The dalit caucus at the non-governmental conference that preceded the U.N. meet was over 160 members strong. Led by India’s National Campaign for Dalit Human Rights, it was joined by lower caste activists from Nepal, Japan, Sri Lanka, and Senegal. As one of the largest and best organized caucuses, it enjoyed strong solidarity from other groups at the conference, including the Roma, Africans and African-Americans, anti-apartheid activists, and even South African Indians. They joined the many protests and processions that were lit up by campaign posters and led by a moving cultural drumming and performance team. Some even joined the hunger strike by dalit activists in the conference’s final days.

The campaign to include caste discrimination at world conference documents also drew strong support from international human rights organizations, numerous governments, U.N. Secretary General Kofi Annan, and even India’s own National Human Rights Commission that took a strong and principled stand against the position of its own government in stating that the conference was a singular opportunity to deal with the vexed problem of caste discrimination.

Dalit activists at the conference learned that while oppression can vary in geography, name and degree, the mechanisms to ensure the systematic exclusion of entire populations based on their race, ethnicity and caste are largely the same. The world learned about the endemic abuse meted out at the hands of higher caste populations, often with the complicity of local and state governments, and about the appalling and widespread practices of untouchability, manual scavenging, forced prostitution and other caste-based abuses in India.

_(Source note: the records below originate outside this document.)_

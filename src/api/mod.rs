//! REST API routes for remotify

pub mod auth;
pub mod lyrics;
pub mod player;

use actix_web::{http::header, web, HttpResponse};

/// Configure all API routes
pub fn configure(cfg: &mut web::ServiceConfig) {
    cfg
        // Auth routes
        .service(web::scope("/auth").configure(auth::configure))
        // Playback proxy + lyrics routes
        .service(
            web::scope("/api")
                .configure(player::configure)
                .configure(lyrics::configure),
        )
        // Logout lives at the root, not under /auth
        .service(auth::logout);
}

/// 302 redirect to the given location.
pub(crate) fn redirect(location: impl Into<String>) -> HttpResponse {
    HttpResponse::Found()
        .insert_header((header::LOCATION, location.into()))
        .finish()
}
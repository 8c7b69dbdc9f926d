//! authentication api routes cookie based spotify oauth

use actix_web::cookie::{time::Duration as CookieDuration, Cookie};
use actix_web::{get, web, HttpRequest, HttpResponse, Responder};
use serde::Deserialize;
use tracing::{info, warn};

use super::redirect;
use crate::config::Settings;
use crate::core::spotify;

const COOKIE_MAX_AGE: i64 = 7 * 24 * 3600; // 7 days in seconds

/// Client-readable flag telling the front end a session exists.
pub(crate) const LOGGED_IN_COOKIE: &str = "loggedIn";
/// HTTP-only access token cookie.
pub(crate) const ACCESS_TOKEN_COOKIE: &str = "user.token";
/// HTTP-only refresh token cookie.
pub(crate) const REFRESH_TOKEN_COOKIE: &str = "user.refresh";

#[derive(Debug, Deserialize)]
pub struct CallbackQuery {
    pub code: Option<String>,
    pub error: Option<String>,
}

/// start the authorization-code flow at spotify's consent screen
#[get("/spotify")]
pub async fn spotify_login(settings: web::Data<Settings>) -> impl Responder {
    redirect(spotify::authorize_url(&settings))
}

/// oauth callback, exchanges the code and plants the session cookies
#[get("/callback")]
pub async fn callback(
    settings: web::Data<Settings>,
    query: web::Query<CallbackQuery>,
) -> impl Responder {
    if let Some(error) = &query.error {
        warn!("Authorization denied by provider: {}", error);
        return redirect("/");
    }

    let Some(code) = &query.code else {
        warn!("Callback hit without an authorization code");
        return redirect("/");
    };

    match spotify::exchange_code(&spotify::http_client(), &settings, code).await {
        Ok(token) => {
            info!("User logged in");

            let mut response = HttpResponse::Found();
            response
                .cookie(build_logged_in_cookie(settings.production))
                .cookie(build_token_cookie(
                    ACCESS_TOKEN_COOKIE,
                    &token.access_token,
                    settings.production,
                ));

            // a refresh token is only issued on the initial exchange, never
            // plant an empty cookie when it is missing
            if let Some(refresh_value) = token.refresh_token.as_deref().filter(|v| !v.is_empty()) {
                response.cookie(build_token_cookie(
                    REFRESH_TOKEN_COOKIE,
                    refresh_value,
                    settings.production,
                ));
            }

            response
                .insert_header(("Location", settings.return_url.clone()))
                .finish()
        }
        Err(err) => {
            warn!("Code exchange failed: {}", err);
            redirect("/")
        }
    }
}

/// refresh the access token from the refresh-token cookie
#[get("/refresh")]
pub async fn refresh(settings: web::Data<Settings>, req: HttpRequest) -> impl Responder {
    info!("Refreshing access token");

    let Some(refresh_token) = refresh_token(&req) else {
        warn!("No refresh token cookie, kicking to /logout");
        return redirect(format!("{}/logout", settings.host));
    };

    match spotify::refresh_access_token(&spotify::http_client(), &settings, &refresh_token).await {
        Ok(token) => {
            info!("Got new access token");
            HttpResponse::Found()
                .cookie(build_token_cookie(
                    ACCESS_TOKEN_COOKIE,
                    &token.access_token,
                    settings.production,
                ))
                .insert_header(("Location", settings.host.clone()))
                .finish()
        }
        Err(err) => {
            warn!("Error refreshing token, kicking to /logout: {}", err);
            redirect(format!("{}/logout", settings.host))
        }
    }
}

/// clear the session cookies, no external call involved
#[get("/logout")]
pub async fn logout(settings: web::Data<Settings>) -> impl Responder {
    info!("Logging out user");

    HttpResponse::Found()
        .cookie(clear_cookie(LOGGED_IN_COOKIE, false))
        .cookie(clear_cookie(ACCESS_TOKEN_COOKIE, true))
        .cookie(clear_cookie(REFRESH_TOKEN_COOKIE, true))
        .insert_header(("Location", settings.host.clone()))
        .finish()
}

// helpers

/// Access token from the request cookies. Empty values count as absent.
pub(crate) fn access_token(req: &HttpRequest) -> Option<String> {
    req.cookie(ACCESS_TOKEN_COOKIE)
        .map(|c| c.value().to_string())
        .filter(|v| !v.is_empty())
}

pub(crate) fn refresh_token(req: &HttpRequest) -> Option<String> {
    req.cookie(REFRESH_TOKEN_COOKIE)
        .map(|c| c.value().to_string())
        .filter(|v| !v.is_empty())
}

fn build_token_cookie(name: &'static str, value: &str, secure: bool) -> Cookie<'static> {
    Cookie::build(name, value.to_string())
        .path("/")
        .http_only(true)
        .secure(secure)
        .max_age(CookieDuration::seconds(COOKIE_MAX_AGE))
        .finish()
}

fn build_logged_in_cookie(secure: bool) -> Cookie<'static> {
    Cookie::build(LOGGED_IN_COOKIE, "true")
        .path("/")
        .http_only(false)
        .secure(secure)
        .max_age(CookieDuration::seconds(COOKIE_MAX_AGE))
        .finish()
}

fn clear_cookie(name: &'static str, http_only: bool) -> Cookie<'static> {
    Cookie::build(name, "")
        .path("/")
        .http_only(http_only)
        .max_age(CookieDuration::seconds(0))
        .finish()
}

/// configure auth routes
pub fn configure(cfg: &mut web::ServiceConfig) {
    cfg.service(spotify_login).service(callback).service(refresh);
}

The world also learned that despite the Indian government’s insistence that these are internal domestic matters, caste discrimination is both a global phenomenon and of global concern. It affects 240 million people in Asia and close to 260 million people worldwide, a population greater than that of the United States. To this day it continues to suffer under what is often a hidden apartheid of segregation, modern-day slavery, and other extreme forms of discrimination, exploitation and violence. Caste imposes enormous obstacles to their full attainment of civil, political, economic, social and cultural rights.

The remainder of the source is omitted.